● Work request: Exactly reproduce the data from its first line through the line with "or archive operations.", leaving out every line after it.

.....

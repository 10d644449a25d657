//! Error types for the sheetcodec library.

use std::io;
use thiserror::Error;

/// Result type alias for sheetcodec operations.
pub type Result<T> = std::result::Result<T, Error>;

/// Errors that can occur while reading or writing a spreadsheet package.
#[derive(Error, Debug)]
pub enum Error {
    /// I/O error during file or archive operations.
    #[error("I/O error: {0}")]
    Io(#[from] io::Error),

    /// Error reading or writing the ZIP archive.
    #[error("ZIP archive error: {0}")]
    ZipArchive(String),

    /// Error parsing XML content.
    #[error("XML parse error: {0}")]
    XmlParse(String),

    /// A required package part is missing.
    #[error("Missing component: {0}")]
    MissingComponent(String),

    /// The workbook part declares no sheets.
    #[error("no sheet found")]
    NoSheet,

    /// Error during text encoding conversion.
    #[error("Encoding error: {0}")]
    Encoding(String),

    /// Error during rendering.
    #[error("Render error: {0}")]
    Render(String),
}

impl From<zip::result::ZipError> for Error {
    fn from(err: zip::result::ZipError) -> Self {
        Error::ZipArchive(err.to_string())
    }
}

impl From<quick_xml::Error> for Error {
    fn from(err: quick_xml::Error) -> Self {
        Error::XmlParse(err.to_string())
    }
}
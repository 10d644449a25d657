//! sheetcodec CLI - minimal XLSX preview and results export
//!
//! A command-line tool for previewing spreadsheet rows and writing results
//! workbooks.

use clap::{Parser, Subcommand, ValueEnum};
use colored::*;
use indicatif::{ProgressBar, ProgressStyle};
use sheetcodec::render::JsonFormat;
use sheetcodec::{ExportOptions, ExportRow, PackageParts};
use std::fs;
use std::io::{self, Write};
use std::path::PathBuf;

/// Default file name for exported results.
const DEFAULT_EXPORT_NAME: &str = "results.xlsx";

/// Minimal XLSX preview and results export
#[derive(Parser)]
#[command(
    name = "sheetcodec",
    author = "iyulab",
    version,
    about = "Preview XLSX rows and export results workbooks",
    long_about = "sheetcodec - minimal XLSX codec.\n\n\
                  Reads the first sheet of an XLSX workbook as text rows and writes\n\
                  single-sheet results workbooks from JSON records."
)]
struct Cli {
    #[command(subcommand)]
    command: Commands,
}

#[derive(Subcommand)]
enum Commands {
    /// Show the sheets and first-sheet rows of a workbook
    Preview {
        /// Input file path
        input: PathBuf,

        /// Output format
        #[arg(long, default_value = "text")]
        format: OutputFormat,

        /// Output compact JSON (no indentation; requires --format json)
        #[arg(long)]
        compact: bool,

        /// Maximum number of rows to print (text format)
        #[arg(short, long)]
        limit: Option<usize>,

        /// Output file path (default: stdout)
        #[arg(short, long)]
        output: Option<PathBuf>,
    },

    /// Write a results workbook from a JSON array of {no, name, timestamp}
    Export {
        /// JSON input file path
        input: PathBuf,

        /// Output file path (".xlsx" is appended when missing)
        #[arg(short, long)]
        output: Option<String>,

        /// Document title
        #[arg(long)]
        title: Option<String>,

        /// Document creator
        #[arg(long)]
        creator: Option<String>,
    },

    /// List the parts of a package
    Parts {
        /// Input file path
        input: PathBuf,
    },

    /// Show version information
    Version,
}

/// Preview output format
#[derive(Clone, ValueEnum)]
enum OutputFormat {
    /// Tab-separated rows
    Text,
    /// JSON payload
    Json,
}

fn main() {
    let cli = Cli::parse();

    if let Err(e) = run(cli) {
        eprintln!("{}: {}", "Error".red().bold(), e);
        std::process::exit(1);
    }
}

fn run(cli: Cli) -> Result<(), Box<dyn std::error::Error>> {
    match cli.command {
        Commands::Preview {
            input,
            format,
            compact,
            limit,
            output,
        } => {
            let layout = json_format(&format, compact)?;

            let pb = create_spinner("Reading workbook...");
            let preview = sheetcodec::decode_workbook_file(&input)?;
            pb.finish_and_clear();

            let rendered = match layout {
                Some(layout) => sheetcodec::render::to_json(&preview, layout)?,
                None => {
                    let mut text = String::new();
                    text.push_str(&format!("# sheets: {}\n", preview.sheet_names.join(", ")));
                    text.push_str(&format!("# active: {}\n", preview.active_sheet));
                    text.push_str(&sheetcodec::render::to_text(&preview, limit));
                    text
                }
            };

            write_output(output.as_ref(), &rendered)?;

            if let Some(path) = output {
                println!(
                    "{} Wrote {} rows from {}: {}",
                    "✓".green().bold(),
                    preview.rows.len(),
                    preview.active_sheet,
                    path.display()
                );
            }
        }

        Commands::Export {
            input,
            output,
            title,
            creator,
        } => {
            let json = fs::read_to_string(&input)?;
            let rows: Vec<ExportRow> = serde_json::from_str(&json)?;

            let mut options = ExportOptions::new();
            if let Some(title) = title {
                options = options.with_title(title);
            }
            if let Some(creator) = creator {
                options = options.with_creator(creator);
            }

            let path = PathBuf::from(export_file_name(output.as_deref()));
            let pb = create_spinner("Writing workbook...");
            sheetcodec::save_results_workbook(&path, &rows, &options)?;
            pb.finish_and_clear();

            println!(
                "{} Exported {} rows: {}",
                "✓".green().bold(),
                rows.len(),
                path.display()
            );
        }

        Commands::Parts { input } => {
            let parts = PackageParts::open(&input)?;

            println!("{}", "Package Parts".cyan().bold());
            println!("{}", "─".repeat(40));
            for (path, content) in &parts {
                println!("{:>10}  {}", content.len(), path);
            }
            println!("{}", "─".repeat(40));
            println!("{}: {}", "Parts".bold(), parts.len());
        }

        Commands::Version => {
            print_version();
        }
    }

    Ok(())
}

/// JSON layout for a preview, or `None` for text output.
///
/// `--compact` only shapes JSON, so pairing it with text output is rejected.
fn json_format(format: &OutputFormat, compact: bool) -> Result<Option<JsonFormat>, String> {
    match (format, compact) {
        (OutputFormat::Json, true) => Ok(Some(JsonFormat::Compact)),
        (OutputFormat::Json, false) => Ok(Some(JsonFormat::Pretty)),
        (OutputFormat::Text, true) => Err("--compact requires --format json".to_string()),
        (OutputFormat::Text, false) => Ok(None),
    }
}

/// Output file name for an export: the default when none is given, with
/// ".xlsx" appended when the name lacks it (case-insensitive).
fn export_file_name(requested: Option<&str>) -> String {
    let name = requested
        .map(str::trim)
        .filter(|n| !n.is_empty())
        .unwrap_or(DEFAULT_EXPORT_NAME);

    if name.to_ascii_lowercase().ends_with(".xlsx") {
        name.to_string()
    } else {
        format!("{}.xlsx", name)
    }
}

fn print_version() {
    println!("{} {}", "sheetcodec".green().bold(), env!("CARGO_PKG_VERSION"));
    println!("Minimal XLSX preview and results export");
}

fn create_spinner(message: &str) -> ProgressBar {
    let pb = ProgressBar::new_spinner();
    pb.set_style(
        ProgressStyle::default_spinner()
            .tick_strings(&["⠋", "⠙", "⠹", "⠸", "⠼", "⠴", "⠦", "⠧", "⠇", "⠏"])
            .template("{spinner:.blue} {msg}")
            .unwrap_or_else(|_| ProgressStyle::default_spinner()),
    );
    pb.set_message(message.to_string());
    pb.enable_steady_tick(std::time::Duration::from_millis(100));
    pb
}

fn write_output(path: Option<&PathBuf>, content: &str) -> Result<(), Box<dyn std::error::Error>> {
    match path {
        Some(p) => {
            fs::write(p, content)?;
        }
        None => {
            let stdout = io::stdout();
            let mut handle = stdout.lock();
            writeln!(handle, "{}", content)?;
        }
    }
    Ok(())
}
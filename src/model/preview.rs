//! Decoded workbook structures.

use serde::{Deserialize, Serialize};

/// A single decoded row: one string per column, densified.
pub type Row = Vec<String>;

/// A sheet declared in the workbook part.
#[derive(Debug, Clone, PartialEq, Eq, Serialize, Deserialize)]
#[serde(rename_all = "camelCase")]
pub struct SheetDescriptor {
    /// Sheet display name
    pub name: String,
    /// Relationship ID pointing at the worksheet part (e.g., "rId1")
    pub relationship_id: String,
}

/// Result of decoding a workbook: every sheet name plus the rows of the
/// first sheet.
#[derive(Debug, Clone, Default, PartialEq, Eq, Serialize, Deserialize)]
pub struct WorkbookPreview {
    /// Sheet names in declaration order
    #[serde(rename = "sheets")]
    pub sheet_names: Vec<String>,

    /// Name of the sheet whose rows were decoded
    #[serde(rename = "activeSheet")]
    pub active_sheet: String,

    /// First decoded row, or empty when the sheet has no rows
    pub columns: Row,

    /// Decoded rows, in document order
    pub rows: Vec<Row>,
}

impl WorkbookPreview {
    /// Build a preview; `columns` is taken from the first row.
    pub fn new(sheet_names: Vec<String>, active_sheet: impl Into<String>, rows: Vec<Row>) -> Self {
        let columns = rows.first().cloned().unwrap_or_default();
        Self {
            sheet_names,
            active_sheet: active_sheet.into(),
            columns,
            rows,
        }
    }

    /// Number of decoded rows.
    pub fn row_count(&self) -> usize {
        self.rows.len()
    }

    /// Widest row length.
    pub fn column_count(&self) -> usize {
        self.rows.iter().map(Vec::len).max().unwrap_or(0)
    }

    /// Check if no rows were decoded.
    pub fn is_empty(&self) -> bool {
        self.rows.is_empty()
    }
}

.....

● Task solution:
repository 10d644449a25d657
//! Error types for the sheetcodec library.

use std::io;
use thiserror::Error;

/// Result type alias for sheetcodec operations.
pub type Result<T> = std::result::Result<T, Error>;

/// Errors that can occur while reading or writing a spreadsheet package.
#[derive(Error, Debug)]
pub enum Error {
    /// I/O error during file or archive operations.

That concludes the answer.